Surrounded by the first lady, his wife, Tipper, and dozens of elected officials and female leaders who have endorsed him, Gore reeled off his support for abortion rights, equality in pay, women's health issues, and the Family and Medical Leave Act. And he said as president he would push to make preschool available to every child and reduce class sizes.

"For me, women's rights are about my mother's example, my wife's inspiration, my daughters' brightest hopes," he said. "I want to create a 21st century in which my three daughters have every opportunity that my son will have."

There has been much speculation about whether the vice president's campaign would be hurt by a Senate bid in New York by the first lady. Suggesting that the Gores would be delighted if Hillary ran, Tipper Gore said: "I wish I had a chance this morning to endorse someone for some other race." Hillary Clinton, standing nearby, simply smiled broadly.
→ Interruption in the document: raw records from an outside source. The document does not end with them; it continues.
//! The booking session: owns the wizard state and carries out effects.

use std::sync::Arc;

use tracing::{debug, error, info, warn};
use uuid::Uuid;

use crate::calculation::{PackagePrice, calculate_package_price};
use crate::config::BookingConfig;
use crate::error::EngineError;
use crate::models::{
    BookingState, BookingStep, CustomerDetails, LockState, PersistedBooking, SelectedService,
};

use super::clock::Clock;
use super::notify::Notifier;
use super::reducer::{BookingAction, Effect, reduce};
use super::store::BookingStore;

/// One customer's pass through the booking wizard.
///
/// The session is an explicitly constructed container: it is created with its
/// store, notifier and clock, rehydrated from storage, and torn down with
/// [`BookingSession::teardown`]. Every mutation goes through [`reduce`].
pub struct BookingSession {
    state: BookingState,
    config: BookingConfig,
    store: Box<dyn BookingStore>,
    notifier: Box<dyn Notifier>,
    clock: Arc<dyn Clock>,
}

impl std::fmt::Debug for BookingSession {
    fn fmt(&self, f: &mut std::fmt::Formatter<'_>) -> std::fmt::Result {
        f.debug_struct("BookingSession")
            .field("state", &self.state)
            .field("config", &self.config)
            .finish_non_exhaustive()
    }
}

impl BookingSession {
    /// Creates a session, rehydrating any state persisted under the configured
    /// storage key.
    ///
    /// Lock and transaction bookkeeping always starts empty. An unreadable or
    /// corrupt blob is logged and ignored.
    pub fn restore(
        config: BookingConfig,
        store: Box<dyn BookingStore>,
        notifier: Box<dyn Notifier>,
        clock: Arc<dyn Clock>,
    ) -> Self {
        let state = match store.load(&config.storage_key) {
            Ok(Some(blob)) => match serde_json::from_str::<PersistedBooking>(&blob) {
                Ok(persisted) => {
                    debug!(key = %config.storage_key, "Rehydrated booking state");
                    BookingState::rehydrate(persisted)
                }
                Err(e) => {
                    warn!(key = %config.storage_key, error = %e, "Discarding corrupt booking state");
                    BookingState::default()
                }
            },
            Ok(None) => BookingState::default(),
            Err(e) => {
                warn!(key = %config.storage_key, error = %e, "Failed to load booking state");
                BookingState::default()
            }
        };

        Self {
            state,
            config,
            store,
            notifier,
            clock,
        }
    }

    /// Returns the current state.
    pub fn state(&self) -> &BookingState {
        &self.state
    }

    /// Returns the session settings.
    pub fn config(&self) -> &BookingConfig {
        &self.config
    }

    /// Dispatches an action and carries out its effects.
    ///
    /// Returns `false` when the action was dropped.
    pub fn dispatch(&mut self, action: BookingAction) -> bool {
        let name = action.name();
        let transition = reduce(&self.state, action, self.clock.now(), self.config.lock_ttl());

        if !transition.applied {
            debug!(action = name, "Booking action dropped");
            return false;
        }

        self.state = transition.state;
        for effect in transition.effects {
            self.perform(effect);
        }
        true
    }

    fn perform(&self, effect: Effect) {
        match effect {
            Effect::Persist(snapshot) => self.persist(&snapshot),
            Effect::Notify(notification) => self.notifier.notify(notification),
        }
    }

    fn persist(&self, snapshot: &PersistedBooking) {
        let key = &self.config.storage_key;
        let result = serde_json::to_string(snapshot)
            .map_err(EngineError::from)
            .and_then(|blob| self.store.save(key, &blob));
        if let Err(e) = result {
            error!(key = %key, error = %e, "Failed to persist booking state");
        }
    }

    /// Requests a step change from `from` to `to` on behalf of `component_id`.
    ///
    /// Acquires the step lock and, if it was granted, moves to `to`. Returns
    /// `false` without changing anything when another transaction holds a
    /// valid lock. The lock is not released afterwards; it lapses after the
    /// configured TTL or on an explicit release.
    pub fn initiate_step_change(
        &mut self,
        from: BookingStep,
        to: BookingStep,
        component_id: &str,
    ) -> bool {
        let transaction_id = Uuid::new_v4();
        self.dispatch(BookingAction::AcquireLock {
            component_id: component_id.to_string(),
            transaction_id,
            from,
            to,
        });

        if !self.state.lock.is_held_by(transaction_id) {
            info!(
                component = component_id,
                from = %from,
                to = %to,
                "Step change rejected, lock is held"
            );
            return false;
        }

        debug!(transaction_id = %transaction_id, from = %from, to = %to, "Step lock acquired");
        self.dispatch(BookingAction::SetStep {
            step: to,
            transaction_id,
        })
    }

    /// Releases the lock if `transaction_id` owns it.
    pub fn release_lock(&mut self, transaction_id: Uuid) -> bool {
        self.dispatch(BookingAction::ReleaseLock { transaction_id })
    }

    /// Marks a pending transaction as failed and notifies the user.
    ///
    /// Dropped while any valid lock is held, including the transaction's own.
    pub fn fail_transaction(&mut self, transaction_id: Uuid, error: impl Into<String>) -> bool {
        self.dispatch(BookingAction::FailTransaction {
            transaction_id,
            error: error.into(),
        })
    }

    /// Releases the held lock if it has expired. Returns whether it did.
    pub fn sweep_expired_lock(&mut self) -> bool {
        let expired = match &self.state.lock {
            LockState::Locked(lock) if lock.is_expired(self.clock.now()) => lock.id,
            _ => return false,
        };
        debug!(transaction_id = %expired, "Releasing expired step lock");
        self.release_lock(expired)
    }

    /// Releases any lock, valid or not. Called when the wizard goes away.
    pub fn teardown(&mut self) {
        if let LockState::Locked(lock) = &self.state.lock {
            let id = lock.id;
            self.release_lock(id);
        }
    }

    /// Replaces the selected services.
    pub fn set_services(&mut self, services: Vec<SelectedService>) -> bool {
        self.dispatch(BookingAction::SetServices(services))
    }

    /// Sets the appointment date.
    pub fn set_date(&mut self, date: Option<chrono::DateTime<chrono::Utc>>) -> bool {
        self.dispatch(BookingAction::SetDate(date))
    }

    /// Sets the time slot.
    pub fn set_time(&mut self, time: Option<String>) -> bool {
        self.dispatch(BookingAction::SetTime(time))
    }

    /// Sets the barber.
    pub fn set_barber(&mut self, barber: Option<String>) -> bool {
        self.dispatch(BookingAction::SetBarber(barber))
    }

    /// Replaces the customer details.
    pub fn set_customer_details(&mut self, details: CustomerDetails) -> bool {
        self.dispatch(BookingAction::SetCustomerDetails(details))
    }

    /// Sets the branch.
    pub fn set_branch(&mut self, branch: Option<String>) -> bool {
        self.dispatch(BookingAction::SetBranch(branch))
    }

    /// Restores the initial empty state.
    pub fn reset(&mut self) -> bool {
        self.dispatch(BookingAction::Reset)
    }

    /// Prices the selected services with the configured bundle discounts.
    pub fn basket_price(&self) -> PackagePrice {
        let prices: Vec<_> = self.state.selected_services.iter().map(|s| s.price).collect();
        calculate_package_price(&prices, &self.config.package_discounts)
    }
}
Gore's deputy campaign chairman, Marla Romash, said that as people begin paying more attention and Republicans outline their positions, Gore's numbers will improve. "I think when American women understand where the vice president has been on issues such as school safety, like choice, and understand where every other candidate has been on those issues, they will vote for the vice president," she said.

Del Ali, who runs Research 2000, agreed that it is too early to read much into Gore's poll numbers. He warned, however, that the numbers suggest some GOP candidates might be able to make inroads among women unless "they are seen as reaching out to the Patrick Buchanan or Gary Bauer wing of the party." He said voters know little about either Dole or Bush but have perceived generally that they are moderate.

In the Democratic primaries, Gore will be formidable, especially among women, because he has been part of an administration that is viewed as supportive of women's issues, party officials said.

Bradley campaign officials yesterday touted his record in the Senate, where he helped push through laws strengthening child support enforcement and requiring insurance companies to end the practice of "drive-by deliveries" -- rushing women out of hospitals after birth.

Yet Bradley's spokesman, Eric Hauser, declined to elaborate on specific issues Bradley would advocate as president. "The perspective we come at this with is that women and the other gender think leadership is an important issue," Hauser said.

Staff researcher Ben White contributed to this report.

CAPTION: Tipper Gore offers her endorsement of the vice president's candidacy in the Mayflower Hotel ballroom.